RASSEGNA STAMPA – MARTEDÌ 10 FEBBRAIO 2026

In primo piano lo scontro istituzionale a Bruxelles, dove la Corte dei Conti Europea ha bocciato la riforma della PAC post-2027. Poi l'attuazione del Piano Mattei che vede l’Italia protagonista in Africa con investimenti record di Cassa Depositi e Prestiti e l'inaugurazione della prima "model farm" di BF International in Congo; a livello locale l'attenzione si sposta in Puglia, tra la crisi del prezzo del latte che minaccia le stalle e la ricognizione dei fondi per il contrasto alla Xylella.

 

Il Sole 24 Ore - La Corte dei Conti Ue boccia l'assorbimento della Pac nel Fondo unico (Giorgio dell'Orefice) - I magistrati contabili europei bocciano il piano di Bruxelles di far confluire la PAC in un Fondo unico di coesione dal 2028. La Corte sottolinea che, per la prima volta dal 1962, mancherebbe un fondo specifico per l'agricoltura, eliminando il tradizionale sistema a due pilastri. Tale assetto renderebbe i finanziamenti imprevedibili e non tracciabili, ritardando l'erogazione dei fondi agli agricoltori. Confagricoltura, Cia, Copagri e Coldiretti chiedono ora interventi correttivi urgenti

Il Messaggero - La Corte dei Conti europea boccia la Pac: troppa burocrazia, rischio ritardi sui fondi  - La Corte dei Conti UE ha bocciato la proposta di riforma della PAC post-2027, criticando l'assorbimento dei fondi agricoli in un Fondo unico di coesione.
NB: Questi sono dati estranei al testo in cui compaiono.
//! Torrent file parser
//!
//! Handles parsing of .torrent files and extracting metadata.

use std::path::Path;

use tracing::{debug, error, info, trace};
use url::Url;

use crate::bencode::{self, BencodeDict, BencodeValue};
use crate::error::{Result, SeederError};
use crate::torrent::info::{TorrentFile, TorrentInfo, HASH_LEN};

/// Parser for .torrent files
pub struct TorrentParser;

impl TorrentParser {
    /// Parse a .torrent file from bytes
    pub fn parse_bytes(data: &[u8]) -> Result<TorrentInfo> {
        debug!("Parsing torrent file from {} bytes", data.len());
        trace!("Torrent data (first 100 bytes): {:?}", &data[..data.len().min(100)]);

        let root = Self::decode_root(data)?;
        Self::convert_to_torrent_info(&root)
    }

    /// Parse a .torrent file from a file path
    pub fn parse_file(path: &Path) -> Result<TorrentInfo> {
        info!("Loading torrent file from: {}", path.display());
        let data = Self::read_file(path)?;
        Self::parse_bytes(&data)
            .map_err(|e| e.with_context(path.display().to_string()))
    }

    /// Info hash of raw torrent bytes, without building a full descriptor
    pub fn content_identity(data: &[u8]) -> Result<[u8; HASH_LEN]> {
        let root = Self::decode_root(data)?;
        let info = root
            .get(b"info".as_slice())
            .ok_or_else(|| SeederError::invalid_metadata_with_field("Missing info dictionary", "info"))?;
        Self::info_hash(info)
    }

    /// Info hash of a .torrent file on disk
    pub fn content_identity_of_file(path: &Path) -> Result<[u8; HASH_LEN]> {
        let data = Self::read_file(path)?;
        Self::content_identity(&data)
    }

    fn read_file(path: &Path) -> Result<Vec<u8>> {
        let data = std::fs::read(path).map_err(|e| {
            error!("Failed to read torrent file '{}': {}", path.display(), e);
            SeederError::persistence_failure_full("Failed to read torrent file", path.display().to_string(), e.to_string())
        })?;
        debug!("Read {} bytes from torrent file", data.len());
        Ok(data)
    }

    fn decode_root(data: &[u8]) -> Result<BencodeDict> {
        match bencode::decode(data) {
            Ok(BencodeValue::Dict(d)) => Ok(d),
            Ok(other) => Err(SeederError::invalid_metadata(format!(
                "Root must be a dictionary, found {}",
                other.kind()
            ))),
            Err(e) => Err(SeederError::invalid_metadata(format!("Failed to decode torrent: {}", e))),
        }
    }

    /// SHA1 over the canonical encoding of the info dictionary
    fn info_hash(info: &BencodeValue) -> Result<[u8; HASH_LEN]> {
        if info.as_dict().is_none() {
            return Err(SeederError::invalid_metadata_with_field("Info must be a dictionary", "info"));
        }
        Ok(TorrentInfo::generate_info_hash(&bencode::encode(info)))
    }

    fn convert_to_torrent_info(root_dict: &BencodeDict) -> Result<TorrentInfo> {
        let announce = required_str(root_dict, "announce")?;
        let url = Url::parse(&announce)?;
        if !matches!(url.scheme(), "http" | "https") {
            return Err(SeederError::invalid_metadata_with_field(
                format!("Unsupported tracker protocol '{}'", url.scheme()),
                "announce",
            ));
        }

        let info_value = root_dict
            .get(b"info".as_slice())
            .ok_or_else(|| SeederError::invalid_metadata_with_field("Missing info dictionary", "info"))?;
        let info_hash = Self::info_hash(info_value)?;
        let info_dict = info_value
            .as_dict()
            .ok_or_else(|| SeederError::invalid_metadata_with_field("Info must be a dictionary", "info"))?;

        let name = required_str(info_dict, "name")?;
        let piece_length = required_size(info_dict, "piece length")?;
        if piece_length == 0 {
            return Err(SeederError::invalid_metadata_with_field("Piece length must be positive", "piece length"));
        }

        let pieces_bytes = info_dict
            .get(b"pieces".as_slice())
            .and_then(|v| v.as_bytes())
            .ok_or_else(|| SeederError::invalid_metadata_with_field("Missing pieces field", "pieces"))?;
        let pieces = TorrentInfo::parse_piece_hashes(pieces_bytes)?;

        let (length, files) = if let Some(file_list) = info_dict.get(b"files".as_slice()) {
            (None, Some(Self::parse_files(file_list)?))
        } else if info_dict.contains_key(b"length".as_slice()) {
            (Some(required_size(info_dict, "length")?), None)
        } else {
            return Err(SeederError::invalid_metadata_with_field(
                "Neither length nor files found in info dict",
                "length",
            ));
        };

        let torrent = TorrentInfo {
            announce,
            info_hash,
            piece_length,
            pieces,
            name,
            length,
            files,
            creation_date: root_dict.get(b"creation date".as_slice()).and_then(|v| v.as_int()),
            created_by: optional_str(root_dict, "created by"),
            encoding: optional_str(root_dict, "encoding"),
        };

        info!("Parsed torrent '{}' ({})", torrent.name, torrent.info_hash_hex());
        Ok(torrent)
    }

    fn parse_files(file_list: &BencodeValue) -> Result<Vec<TorrentFile>> {
        let entries = file_list
            .as_list()
            .ok_or_else(|| SeederError::invalid_metadata_with_field("Files must be a list", "files"))?;

        let files = entries
            .iter()
            .map(|entry| {
                let file_dict = entry
                    .as_dict()
                    .ok_or_else(|| SeederError::invalid_metadata_with_field("File entry must be a dictionary", "files"))?;
                let length = required_size(file_dict, "length")?;
                let path = file_dict
                    .get(b"path".as_slice())
                    .and_then(|v| v.as_list())
                    .map(|parts| {
                        parts
                            .iter()
                            .filter_map(|p| p.as_bytes())
                            .map(|b| String::from_utf8_lossy(b).to_string())
                            .collect()
                    })
                    .unwrap_or_default();
                Ok(TorrentFile { path, length })
            })
            .collect::<Result<Vec<_>>>()?;

        files.iter().try_fold(0u64, |total, f| total.checked_add(f.length)).ok_or_else(|| {
            SeederError::invalid_metadata_with_field("Total size of files overflows 64 bits", "files")
        })?;
        Ok(files)
    }
}

fn required_str(dict: &BencodeDict, key: &str) -> Result<String> {
    dict.get(key.as_bytes())
        .and_then(|v| v.as_bytes())
        .map(|b| String::from_utf8_lossy(b).to_string())
        .ok_or_else(|| SeederError::invalid_metadata_with_field(format!("Missing {} field", key), key))
}

fn optional_str(dict: &BencodeDict, key: &str) -> Option<String> {
    dict.get(key.as_bytes())
        .and_then(|v| v.as_bytes())
        .map(|b| String::from_utf8_lossy(b).to_string())
}

fn required_size(dict: &BencodeDict, key: &str) -> Result<u64> {
    let value = dict
        .get(key.as_bytes())
        .and_then(|v| v.as_int())
        .ok_or_else(|| SeederError::invalid_metadata_with_field(format!("Missing {} field", key), key))?;
    u64::try_from(value)
        .map_err(|_| SeederError::invalid_metadata_with_field(format!("Negative {}: {}", key, value), key))
}
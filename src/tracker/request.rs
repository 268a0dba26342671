//! Announce request parameters and URL construction

use std::fmt::Write;

use crate::torrent::HASH_LEN;

/// `numwant` sent with the initial announce
pub const STARTED_NUMWANT: u32 = 200;

/// Announce event
#[derive(Debug, Clone, Copy, PartialEq, Eq)]
pub enum AnnounceEvent {
    /// First announce after a torrent is loaded
    Started,
    /// Periodic announce; no `event` parameter is sent
    Regular,
}

impl AnnounceEvent {
    fn as_param(self) -> Option<&'static str> {
        match self {
            AnnounceEvent::Started => Some("started"),
            AnnounceEvent::Regular => None,
        }
    }
}

/// One announce to a tracker
#[derive(Debug, Clone, PartialEq, Eq)]
pub struct AnnounceRequest {
    pub info_hash: [u8; HASH_LEN],
    pub peer_id: String,
    pub port: u16,
    pub uploaded: u64,
    pub downloaded: u64,
    pub left: u64,
    pub event: AnnounceEvent,
    pub key: String,
    pub numwant: u32,
}

impl AnnounceRequest {
    /// Initial announce: asks for peers
    pub fn started(info_hash: [u8; HASH_LEN], peer_id: &str, key: &str, port: u16, uploaded: u64, total_size: u64) -> Self {
        Self {
            info_hash,
            peer_id: peer_id.to_string(),
            port,
            uploaded,
            downloaded: total_size,
            left: 0,
            event: AnnounceEvent::Started,
            key: key.to_string(),
            numwant: STARTED_NUMWANT,
        }
    }

    /// Periodic announce: reports counters, wants no peers
    pub fn regular(info_hash: [u8; HASH_LEN], peer_id: &str, key: &str, port: u16, uploaded: u64, total_size: u64) -> Self {
        Self {
            event: AnnounceEvent::Regular,
            numwant: 0,
            ..Self::started(info_hash, peer_id, key, port, uploaded, total_size)
        }
    }

    /// Query string, raw bytes percent-encoded, in the order real clients send it
    pub fn query_string(&self) -> String {
        let mut query = String::with_capacity(256);
        let _ = write!(
            query,
            "info_hash={}&peer_id={}&port={}&uploaded={}&downloaded={}&left={}",
            urlencoding::encode_binary(&self.info_hash),
            urlencoding::encode_binary(self.peer_id.as_bytes()),
            self.port,
            self.uploaded,
            self.downloaded,
            self.left,
        );
        if let Some(event) = self.event.as_param() {
            let _ = write!(query, "&event={}", event);
        }
        let _ = write!(
            query,
            "&key={}&compact=1&numwant={}&supportcrypto=1&no_peer_id=1",
            urlencoding::encode(&self.key),
            self.numwant,
        );
        query
    }

    /// Full announce URL for `announce`
    pub fn url(&self, announce: &str) -> String {
        let separator = if announce.contains('?') { '&' } else { '?' };
        format!("{}{}{}", announce, separator, self.query_string())
    }
}
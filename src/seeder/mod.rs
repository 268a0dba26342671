//! Seeder module
//!
//! The set of loaded torrents, their control loop and the operator-facing
//! activity log.

pub mod activity;
pub mod manager;

pub use activity::{ActivityEntry, ActivityLevel, ActivityLog};
pub use manager::{ResourceSummary, SeederManager};
//! rust-torrent-seeder
//!
//! Keeps a directory of torrents announced to their HTTP trackers as fully
//! seeded, with a stable per-torrent identity and a growing upload counter.

pub mod bencode;
pub mod torrent;
pub mod identity;
pub mod tracker;
pub mod seeder;
pub mod cli;
pub mod error;

pub use error::{Result, SeederError};

pub use bencode::{BencodeDict, BencodeValue};
pub use torrent::{TorrentParser, TorrentInfo, TorrentFile};
pub use identity::{AnnounceIdentity, IdentityBackend, IdentityStore, JsonFileBackend, MemoryBackend};
pub use tracker::{
    AnnounceContext, Announcer, AnnouncerStatus, Clock, CompactPeer, HttpTransport,
    SystemClock, TrackerResponse, TrackerTransport, parse_compact_peers,
};
pub use seeder::{ActivityEntry, ActivityLog, ResourceSummary, SeederManager};
pub use cli::{CliArgs, ClientSettings, Config, SettingsHandle};
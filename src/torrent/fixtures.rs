//! Sample .torrent payloads for tests

use crate::bencode::{self, BencodeDict, BencodeValue};

fn base_info(length: i64) -> BencodeDict {
    let mut info = BencodeDict::new();
    info.insert(b"name".to_vec(), BencodeValue::from("sample.bin"));
    info.insert(b"piece length".to_vec(), BencodeValue::Int(16384));
    info.insert(b"pieces".to_vec(), BencodeValue::Bytes(vec![0xab; 20]));
    info.insert(b"length".to_vec(), BencodeValue::Int(length));
    info
}

fn encode_root(announce: &str, info: BencodeDict) -> Vec<u8> {
    let mut root = BencodeDict::new();
    root.insert(b"announce".to_vec(), BencodeValue::from(announce));
    root.insert(b"info".to_vec(), BencodeValue::Dict(info));
    bencode::encode(&BencodeValue::Dict(root))
}

/// Single-file torrent named `sample.bin` with one piece
pub(crate) fn single_file_torrent(announce: &str, length: i64) -> Vec<u8> {
    encode_root(announce, base_info(length))
}

/// Multi-file torrent whose i-th file is `dir/file{i}.bin`
pub(crate) fn multi_file_torrent(announce: &str, lengths: &[i64]) -> Vec<u8> {
    let mut info = base_info(0);
    info.remove(b"length".as_slice());
    let files = lengths
        .iter()
        .enumerate()
        .map(|(i, len)| {
            BencodeValue::dict([
                ("length", BencodeValue::Int(*len)),
                (
                    "path",
                    BencodeValue::List(vec![
                        BencodeValue::from("dir"),
                        BencodeValue::from(format!("file{}.bin", i).as_str()),
                    ]),
                ),
            ])
        })
        .collect();
    info.insert(b"files".to_vec(), BencodeValue::List(files));
    encode_root(announce, info)
}

/// Single-file torrent (1000 bytes, `http://tracker.example/announce`)
/// after `edit` has modified the root and info dictionaries
pub(crate) fn torrent_with(edit: impl FnOnce(&mut BencodeDict, &mut BencodeDict)) -> Vec<u8> {
    let mut root = BencodeDict::new();
    root.insert(b"announce".to_vec(), BencodeValue::from("http://tracker.example/announce"));
    let mut info = base_info(1000);
    edit(&mut root, &mut info);
    root.insert(b"info".to_vec(), BencodeValue::Dict(info));
    bencode::encode(&BencodeValue::Dict(root))
}
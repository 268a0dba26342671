//! Torrent information structures
//!
//! Provides the immutable descriptor derived from a .torrent file.

use std::fmt;

use chrono::{Local, TimeZone};
use sha1::{Digest, Sha1};

use crate::cli::display::format_bytes;
use crate::error::{Result, SeederError};

/// Length of a SHA1 digest, used both for piece hashes and the info hash
pub const HASH_LEN: usize = 20;

/// Represents a file in a multi-file torrent
#[derive(Debug, Clone, PartialEq, Eq)]
pub struct TorrentFile {
    /// File path components (e.g., ["folder", "subfolder", "file.txt"])
    pub path: Vec<String>,
    /// File size in bytes
    pub length: u64,
}

/// High-level torrent information
#[derive(Debug, Clone)]
pub struct TorrentInfo {
    /// Tracker announce URL
    pub announce: String,
    /// SHA1 hash of the canonically encoded info dictionary
    pub info_hash: [u8; HASH_LEN],
    /// Size of each piece in bytes
    pub piece_length: u64,
    /// List of piece hashes (each is a 20-byte SHA1 hash)
    pub pieces: Vec<[u8; HASH_LEN]>,
    /// Torrent name
    pub name: String,
    /// Single file size (None for multi-file torrents)
    pub length: Option<u64>,
    /// Files in multi-file torrents (None for single-file torrents)
    pub files: Option<Vec<TorrentFile>>,
    /// Unix timestamp from `creation date`
    pub creation_date: Option<i64>,
    pub created_by: Option<String>,
    pub encoding: Option<String>,
}

impl TorrentInfo {
    /// Calculate total size of all files in torrent
    pub fn total_size(&self) -> u64 {
        if let Some(files) = &self.files {
            files.iter().fold(0u64, |total, f| total.saturating_add(f.length))
        } else {
            self.length.unwrap_or(0)
        }
    }

    /// Get number of pieces in torrent
    pub fn piece_count(&self) -> usize {
        self.pieces.len()
    }

    /// Check if this is a multi-file torrent
    pub fn is_multi_file(&self) -> bool {
        self.files.is_some()
    }

    /// Get info hash as a hex string
    pub fn info_hash_hex(&self) -> String {
        hex::encode(self.info_hash)
    }

    /// Generate info hash from encoded info dictionary bytes
    pub fn generate_info_hash(info_dict_bytes: &[u8]) -> [u8; HASH_LEN] {
        let mut hasher = Sha1::new();
        hasher.update(info_dict_bytes);
        hasher.finalize().into()
    }

    /// Parse piece hashes from concatenated bytes in torrent file
    pub fn parse_piece_hashes(pieces_bytes: &[u8]) -> Result<Vec<[u8; HASH_LEN]>> {
        if pieces_bytes.len() % HASH_LEN != 0 {
            return Err(SeederError::invalid_metadata_with_field(
                format!(
                    "Pieces field length must be a multiple of {}, got {}",
                    HASH_LEN,
                    pieces_bytes.len()
                ),
                "pieces",
            ));
        }

        Ok(pieces_bytes
            .chunks_exact(HASH_LEN)
            .map(|chunk| {
                let mut hash = [0u8; HASH_LEN];
                hash.copy_from_slice(chunk);
                hash
            })
            .collect())
    }

    /// Creation date rendered in local time
    pub fn creation_date_display(&self) -> Option<String> {
        let timestamp = self.creation_date?;
        Local
            .timestamp_opt(timestamp, 0)
            .single()
            .map(|dt| dt.format("%Y/%m/%d %H:%M:%S").to_string())
    }
}

impl fmt::Display for TorrentInfo {
    fn fmt(&self, f: &mut fmt::Formatter<'_>) -> fmt::Result {
        writeln!(f, "Announce: {}", self.announce)?;
        if let Some(date) = self.creation_date_display() {
            writeln!(f, "Date: {}", date)?;
        }
        if let Some(created_by) = &self.created_by {
            writeln!(f, "Created by: {}", created_by)?;
        }
        if let Some(encoding) = &self.encoding {
            writeln!(f, "Encoding: {}", encoding)?;
        }
        writeln!(f, "Piece len: {}", format_bytes(self.piece_length))?;
        writeln!(f, "Pieces: {}", self.piece_count())?;
        writeln!(f, "Name: {}", self.name)?;
        write!(f, "Total Size: {}", format_bytes(self.total_size()))
    }
}
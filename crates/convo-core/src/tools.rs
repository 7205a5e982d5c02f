//! Provider function-calling schemas derived from Rust argument types.

use schemars::JsonSchema;
use serde::{Deserialize, Serialize};
use serde_json::Value;

use crate::error::{CoreError, Result};

pub const MAX_TOOL_NAME_LEN: usize = 64;
pub const MAX_TOOL_DESCRIPTION_LEN: usize = 1024;
pub const MAX_TOOLS: usize = 128;
/// Above this many tools models start picking the wrong one.
pub const TOOLS_WARNING_THRESHOLD: usize = 10;

#[derive(Debug, Clone, PartialEq, Serialize, Deserialize)]
pub struct ToolSchema {
    #[serde(rename = "type")]
    pub schema_type: String,
    pub function: FunctionSchema,
}

#[derive(Debug, Clone, PartialEq, Serialize, Deserialize)]
pub struct FunctionSchema {
    pub name: String,
    pub description: String,
    pub parameters: Value,
}

impl ToolSchema {
    pub fn new(name: impl Into<String>, description: impl Into<String>, parameters: Value) -> Self {
        Self {
            schema_type: "function".to_string(),
            function: FunctionSchema {
                name: name.into(),
                description: description.into(),
                parameters,
            },
        }
    }

    /// Schema whose parameters are generated from `T`.
    pub fn of<T: JsonSchema>(name: impl Into<String>, description: impl Into<String>) -> Self {
        Self::new(name, description, schema_for::<T>())
    }

    pub fn name(&self) -> &str {
        &self.function.name
    }
}

/// JSON schema for `T` with `$schema` and every `title` removed.
pub fn schema_for<T: JsonSchema>() -> Value {
    let mut value = serde_json::to_value(schemars::schema_for!(T))
        .unwrap_or_else(|_| serde_json::json!({"type": "object", "properties": {}}));
    if let Some(obj) = value.as_object_mut() {
        obj.remove("$schema");
    }
    strip_titles(&mut value);
    value
}

/// Remove `title` keys recursively. A property literally named `title`
/// is kept.
pub fn strip_titles(value: &mut Value) {
    strip_titles_inner(value, "");
}

fn strip_titles_inner(value: &mut Value, parent_key: &str) {
    match value {
        Value::Object(map) => {
            if parent_key != "properties" {
                map.remove("title");
            }
            for (key, child) in map.iter_mut() {
                strip_titles_inner(child, key);
            }
        }
        Value::Array(items) => {
            for item in items {
                strip_titles_inner(item, parent_key);
            }
        }
        _ => {}
    }
}

/// Enforce provider limits on a tool set.
pub fn verify_tool_schemas(tools: &[ToolSchema]) -> Result<()> {
    if tools.len() > MAX_TOOLS {
        return Err(CoreError::ToolSchema(format!(
            "{} tools exceed the limit of {}",
            tools.len(),
            MAX_TOOLS
        )));
    }
    if tools.len() >= TOOLS_WARNING_THRESHOLD {
        log::warn!("{} tools offered to the model in one completion", tools.len());
    }

    for tool in tools {
        let name = tool.name();
        if name.is_empty() {
            return Err(CoreError::ToolSchema("tool name cannot be empty".to_string()));
        }
        if name.chars().count() > MAX_TOOL_NAME_LEN {
            return Err(CoreError::ToolSchema(format!(
                "tool name {} exceeds {} characters",
                name, MAX_TOOL_NAME_LEN
            )));
        }
        if tool.function.description.chars().count() > MAX_TOOL_DESCRIPTION_LEN {
            return Err(CoreError::ToolSchema(format!(
                "description of {} exceeds {} characters",
                name, MAX_TOOL_DESCRIPTION_LEN
            )));
        }
    }
    Ok(())
}
use std::path::{Path, PathBuf};
use std::time::Duration;

use convo_core::KeepOptions;
use convo_llm::LlmSettings;
use serde::{Deserialize, Serialize};
use serde_json::{Map, Value};

use crate::error::{Result, StateError};

pub const DEFAULT_FAILURE_MESSAGE: &str =
    "Sorry, something went wrong while answering. Please try again.";

/// Configuration for a module run.
///
/// Every field has a default, so partial files and per-event override maps
/// are accepted.
#[derive(Debug, Clone, PartialEq, Serialize, Deserialize)]
#[serde(default)]
pub struct ModuleConfig {
    pub context_window_min_messages: usize,
    pub context_window_max_messages: usize,
    /// Insert a system notice when history was cut.
    pub context_truncation_notice: bool,
    pub function_call_max_iterations: usize,
    pub raise_on_missing_tool: bool,
    pub raise_on_max_iterations: bool,
    pub llm_default_model: String,
    pub llm_temperature: f32,
    pub llm_seed: Option<u64>,
    pub llm_timeout_ms: u64,
    pub llm_allow_streaming: bool,
    /// Route `!name` / `/name` messages to registered commands.
    pub allow_commands: bool,
    pub on_failure: String,
    pub on_failure_message_override: Option<String>,
    pub on_failure_display_error: bool,
}

impl Default for ModuleConfig {
    fn default() -> Self {
        Self {
            context_window_min_messages: 2,
            context_window_max_messages: 10,
            context_truncation_notice: true,
            function_call_max_iterations: 5,
            raise_on_missing_tool: false,
            raise_on_max_iterations: false,
            llm_default_model: "gpt-4o".to_string(),
            llm_temperature: 0.0,
            llm_seed: None,
            llm_timeout_ms: 60_000,
            llm_allow_streaming: true,
            allow_commands: true,
            on_failure: DEFAULT_FAILURE_MESSAGE.to_string(),
            on_failure_message_override: None,
            on_failure_display_error: false,
        }
    }
}

impl ModuleConfig {
    /// `<config dir>/convo`
    pub fn default_dir() -> PathBuf {
        dirs::config_dir()
            .unwrap_or_else(|| PathBuf::from("."))
            .join("convo")
    }

    /// Load from `path`, or from `config.toml` / `config.json` in the
    /// default directory. Missing files yield the defaults.
    pub async fn load(path: Option<&Path>) -> Result<Self> {
        let path = match path {
            Some(path) => path.to_path_buf(),
            None => {
                let dir = Self::default_dir();
                let toml_path = dir.join("config.toml");
                if toml_path.exists() {
                    toml_path
                } else {
                    dir.join("config.json")
                }
            }
        };

        if !path.exists() {
            log::debug!("No config at {:?}, using defaults", path);
            return Ok(Self::default());
        }

        let content = tokio::fs::read_to_string(&path).await?;
        let config = if path.extension().and_then(|e| e.to_str()) == Some("toml") {
            toml::from_str(&content)
                .map_err(|e| StateError::Configuration(format!("{}: {}", path.display(), e)))?
        } else {
            serde_json::from_str(&content)
                .map_err(|e| StateError::Configuration(format!("{}: {}", path.display(), e)))?
        };
        log::info!("Loaded config from {:?}", path);
        Ok(config)
    }

    /// Copy with the keys of `overrides` replacing this config's values.
    pub fn with_overrides(&self, overrides: &Map<String, Value>) -> Result<Self> {
        if overrides.is_empty() {
            return Ok(self.clone());
        }
        let mut merged = serde_json::to_value(self)?;
        if let Value::Object(fields) = &mut merged {
            for (key, value) in overrides {
                if !fields.contains_key(key) {
                    log::warn!("Ignoring unknown config override {}", key);
                    continue;
                }
                fields.insert(key.clone(), value.clone());
            }
        }
        serde_json::from_value(merged)
            .map_err(|e| StateError::Configuration(format!("invalid override: {}", e)))
    }

    pub fn keep_options(&self) -> KeepOptions {
        let options = KeepOptions::new(
            self.context_window_min_messages,
            Some(self.context_window_max_messages),
        );
        if self.context_truncation_notice {
            options.with_notice(KeepOptions::DEFAULT_NOTICE)
        } else {
            options
        }
    }

    pub fn llm_settings(&self) -> LlmSettings {
        LlmSettings {
            temperature: Some(self.llm_temperature),
            seed: self.llm_seed,
            timeout: Duration::from_millis(self.llm_timeout_ms),
            allow_streaming: self.llm_allow_streaming,
            keep: self.keep_options(),
        }
    }

    /// What the user sees when a request fails.
    pub fn failure_message(&self, error: &StateError) -> String {
        let base = self
            .on_failure_message_override
            .as_deref()
            .unwrap_or(&self.on_failure);
        if self.on_failure_display_error {
            format!("{}\n\n```\n{}\n```", base, error)
        } else {
            base.to_string()
        }
    }
}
Secondo i magistrati contabili, l'architettura ricalcata sul modello PNRR genererebbe incertezza sui finanziamenti, ritardi nelle erogazioni e rischi di concorrenza sleale tra Stati membri. Le associazioni di categoria (Coldiretti, Confagricoltura, Cia) esprimono soddisfazione per i rilievi, temendo una "rinazionalizzazione" della politica agricola.

 

Il Sole 24 Ore - Dall'energia all'agroalimentare: 1,8 miliardi impegnati da Cdp sulla strategia del governo (Celestina Dominelli) - Cassa Depositi e Prestiti ha mobilitato oltre 1,8 miliardi di euro per il Piano Mattei focalizzandosi su energia rinnovabile, infrastrutture idriche e agroalimentare in Africa. Tra i progetti principali figurano un impianto fotovoltaico in Egitto e un centro agroalimentare in Mozambico. Cdp agisce attraverso il Fondo italiano per il clima (1,2 miliardi deliberati) e il Plafond Africa. L'obiettivo è consolidare partnership paritarie, sostenendo sia il settore pubblico che le PMI locali.

 

Sole 24 Ore - In Congo pronta la prima farm agricola made in Italy (Micaela Cappellini) - BF International ha realizzato a Malolo, in Congo, una "model farm" da 10mila ettari, primo grande progetto operativo del Piano Mattei. L'iniziativa, un partenariato pubblico-privato, prevede la coltivazione di soia e mais destinati esclusivamente al mercato locale per garantire la sicurezza alimentare della regione. Oltre all'attività agricola l'investimento include infrastrutture sociali come scuole e ospedali. Il modello è destinato a essere replicato in altri otto Paesi africani.

 

 

La Gazzetta del Mezzogiorno - Latte, il nodo dei prezzi strangola gli allevatori (Leonardo Petrocelli) - In Puglia la zootecnia è in crisi: 209 stalle hanno chiuso in cinque anni. Al centro della disputa c'è il prezzo del latte alla stalla, fermo a parametri nazionali che non coprono i maggiori costi di produzione del Sud. L'assessore Paolicelli ha aperto un tavolo con le associazioni, che chiedono un aumento a 0,58-0,59 euro al litro. Pesa inoltre la concorrenza del latte tedesco, arrivato sul mercato italiano a prezzi ribassati dopo la chiusura degli sbocchi commerciali in Asia.

 

La Gazzetta del Mezzogiorno - Xylella, la verifica dei fondi non spesi  (Leonardo Petrocelli) - L'assessorato all'Agricoltura della Regione Puglia ha avviato una ricognizione sui 300 milioni del Piano straordinario per la rigenerazione olivicola. Risulterebbero non ancora impegnati circa 18 milioni di euro, un "tesoretto" che si vorrebbe dirottare sulla rimozione delle piante secche e sul sostegno ai consorzi di bonifica. Sul fronte promozionale, si registra il successo di Evolio Expo a Bari (+127% di visitatori), confermando la qualità del prodotto pugliese sui mercati esteri.